I ran my hands along the hem of the blanket.

“You don’t have to answer that. I shouldn’t have asked. It was intrusive, I’m sorry.”

“No, it’s fine. I think we’re at the point in our friendship where you can ask me those things.” I took another deep breath. “I went to the school counselor for a few months after my mom died because I wasn’t doing great in school.”

“But that was it?”

“Yeah. I don’t like to talk about the hard stuff. Talking about it makes me feel…well, it makes me feel like I did last night. Sick to my stomach and like I’m on fire.”

He just nodded in understanding.

“I know I probably should. Connor found a therapist when he went to college.
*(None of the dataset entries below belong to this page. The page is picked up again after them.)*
mod arcade;

use std::{fs::File, io, panic, path::PathBuf, sync::Mutex};

use canvasloop::engine::{config::ArcadeConfig, error::GameLoopError};
use clap::{command, Parser, Subcommand, ValueEnum};
use tracing::{error, Level};
use tracing_subscriber::util::SubscriberInitExt;

#[derive(Parser)]
#[command(about)]
pub struct ArcadeArgs {
    #[command(subcommand)]
    mode: ArcadeMode,
    /// JSON config file, missing sections fall back to defaults
    #[arg(long, global = true)]
    config: Option<PathBuf>,
    /// Seed for reproducible sessions
    #[arg(long, global = true)]
    seed: Option<u64>,
    /// Display refresh rate the frame loop runs at
    #[arg(long, global = true)]
    fps: Option<u32>,
    /// Write logs to this file, nothing is logged otherwise
    #[arg(long, global = true)]
    log_file: Option<PathBuf>,
    #[arg(value_enum, long, global = true, default_value_t = LogLevel::Info)]
    log_level: LogLevel,
}

#[derive(Subcommand, Clone, Debug)]
pub enum ArcadeMode {
    Pong,
    Snake {
        #[arg(value_enum, long)]
        speed: Option<Speed>,
    },
    Rain,
}

#[derive(ValueEnum, Clone, Copy, Debug)]
pub enum Speed {
    Slow,
    Normal,
    Fast,
}

impl Speed {
    fn step_interval_ms(self) -> u64 {
        match self {
            Speed::Slow => 600,
            Speed::Normal => 400,
            Speed::Fast => 200,
        }
    }
}

#[derive(ValueEnum, Clone, Copy, Debug)]
pub enum LogLevel {
    Error,
    Warn,
    Info,
    Debug,
    Trace,
}

impl From<LogLevel> for Level {
    fn from(value: LogLevel) -> Self {
        match value {
            LogLevel::Error => Level::ERROR,
            LogLevel::Warn => Level::WARN,
            LogLevel::Info => Level::INFO,
            LogLevel::Debug => Level::DEBUG,
            LogLevel::Trace => Level::TRACE,
        }
    }
}

impl ArcadeArgs {
    /// Config file (or defaults) with the command line overrides applied.
    fn arcade_config(&self) -> Result<ArcadeConfig, GameLoopError> {
        let mut config = match &self.config {
            Some(path) => ArcadeConfig::from_file(path)?,
            None => ArcadeConfig::default(),
        };
        if let Some(fps) = self.fps {
            config.scheduler.fps = fps;
        }
        if let ArcadeMode::Snake { speed: Some(speed) } = self.mode {
            config.snake.step_interval_ms = speed.step_interval_ms();
        }
        config.validate()?;
        Ok(config)
    }
}

fn init_logging(log_file: Option<&PathBuf>, level: LogLevel) -> io::Result<()> {
    // stdout belongs to the terminal UI
    let Some(path) = log_file else {
        return Ok(());
    };
    let file = File::create(path)?;
    tracing_subscriber::fmt()
        .with_max_level(Level::from(level))
        .with_writer(Mutex::new(file))
        .with_ansi(false)
        .compact()
        .finish()
        .init();
    Ok(())
}

/// Routes panic reports to the log, the default hook would print them over
/// the alternate screen. Tick panics are caught by the controller, so this is
/// the only place their message ends up.
fn install_panic_hook() {
    panic::set_hook(Box::new(|info| {
        error!(target: "panic", "{info}");
    }));
}

fn main() -> io::Result<()> {
    let args = ArcadeArgs::parse();
    init_logging(args.log_file.as_ref(), args.log_level)?;
    install_panic_hook();
    let config = args
        .arcade_config()
        .map_err(|err| io::Error::new(io::ErrorKind::InvalidInput, err))?;
    arcade::game_loop(args.mode, config, args.seed)
}
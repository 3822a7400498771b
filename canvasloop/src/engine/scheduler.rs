// scheduler.rs

use std::time::{Duration, Instant};

use tracing::debug;

/// Live state of a frame loop, handed by `&mut` to every frame callback.
///
/// Stopping bumps the generation, so a request scheduled before the stop can
/// never run against a later start.
#[derive(Debug, Default)]
pub struct LoopHandle {
    running: bool,
    generation: u64,
    frames: u64,
}

impl LoopHandle {
    pub fn is_running(&self) -> bool {
        self.running
    }

    pub fn generation(&self) -> u64 {
        self.generation
    }

    /// Frames executed since the last start.
    pub fn frames(&self) -> u64 {
        self.frames
    }

    pub fn stop(&mut self) {
        if self.running {
            self.running = false;
            self.generation += 1;
        }
    }
}

#[derive(Clone, Copy, Debug)]
struct FrameRequest {
    deadline: Instant,
    generation: u64,
}

/// Refresh-synchronised driver of a single repeating frame callback.
///
/// There is at most one outstanding request at any time. The host calls
/// [`FrameScheduler::run_due`] whenever it wakes up and the scheduler decides
/// whether a frame is due.
#[derive(Debug)]
pub struct FrameScheduler {
    interval: Duration,
    handle: LoopHandle,
    pending: Option<FrameRequest>,
}

impl FrameScheduler {
    pub fn new(interval: Duration) -> Self {
        Self {
            interval,
            handle: LoopHandle::default(),
            pending: None,
        }
    }

    pub fn from_fps(fps: u32) -> Self {
        Self::new(Duration::from_secs(1) / fps.max(1))
    }

    pub fn interval(&self) -> Duration {
        self.interval
    }

    pub fn is_running(&self) -> bool {
        self.handle.is_running()
    }

    pub fn handle(&self) -> &LoopHandle {
        &self.handle
    }

    /// Starts the loop with the first frame due at `now`. Returns false and
    /// schedules nothing if the loop is already running.
    pub fn start(&mut self, now: Instant) -> bool {
        if self.handle.running {
            return false;
        }
        self.handle.running = true;
        self.handle.frames = 0;
        self.pending = Some(FrameRequest {
            deadline: now,
            generation: self.handle.generation,
        });
        debug!(generation = self.handle.generation, "frame loop started");
        true
    }

    /// Cancels the pending request. No frame runs after this returns.
    pub fn stop(&mut self) {
        if self.handle.running {
            debug!(generation = self.handle.generation, "frame loop stopped");
        }
        self.handle.stop();
        self.pending = None;
    }

    pub fn next_deadline(&self) -> Option<Instant> {
        self.pending.map(|request| request.deadline)
    }

    /// Runs the frame callback if a request is due at `now`.
    ///
    /// The request is consumed before the callback runs and the next one is
    /// only scheduled if the loop is still live afterwards. Returns whether
    /// the callback ran.
    pub fn run_due<F>(&mut self, now: Instant, frame: F) -> bool
    where
        F: FnOnce(&mut LoopHandle, Instant),
    {
        let Some(request) = self.pending else {
            return false;
        };
        if now < request.deadline {
            return false;
        }
        self.pending = None;
        if !self.handle.running || request.generation != self.handle.generation {
            return false;
        }

        self.handle.frames += 1;
        frame(&mut self.handle, now);

        if self.handle.running && request.generation == self.handle.generation {
            let mut deadline = request.deadline + self.interval;
            // fell behind, drop the missed frames instead of bursting
            if deadline <= now {
                deadline = now + self.interval;
            }
            self.pending = Some(FrameRequest {
                deadline,
                generation: request.generation,
            });
        }
        true
    }
}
It’s probably why he has the perfect life with the perfect wife and daughter,” I laughed wryly.

“You don’t truly believe that, do you?”

I shrugged. “Yes and no. I know that he went through the same trauma. It’s just hard to remember sometimes when he lives this Leave it to Beaver life.”

“Have you talked to him about your mom and how you feel about everything?”

“Oh, hell no. It’s like this unspoken thing in our family.”

“Maybe you should talk to him about it. I bet he would be happy to talk to you since she was his mom, too.”

“Yeah, maybe.” I fiddled with the hem of the blanket and ran the material through my fingers. Knox rubbed my foot, giving it a squeeze.

“You’ll get there one day. You’re determined, and if you want something, you get it.”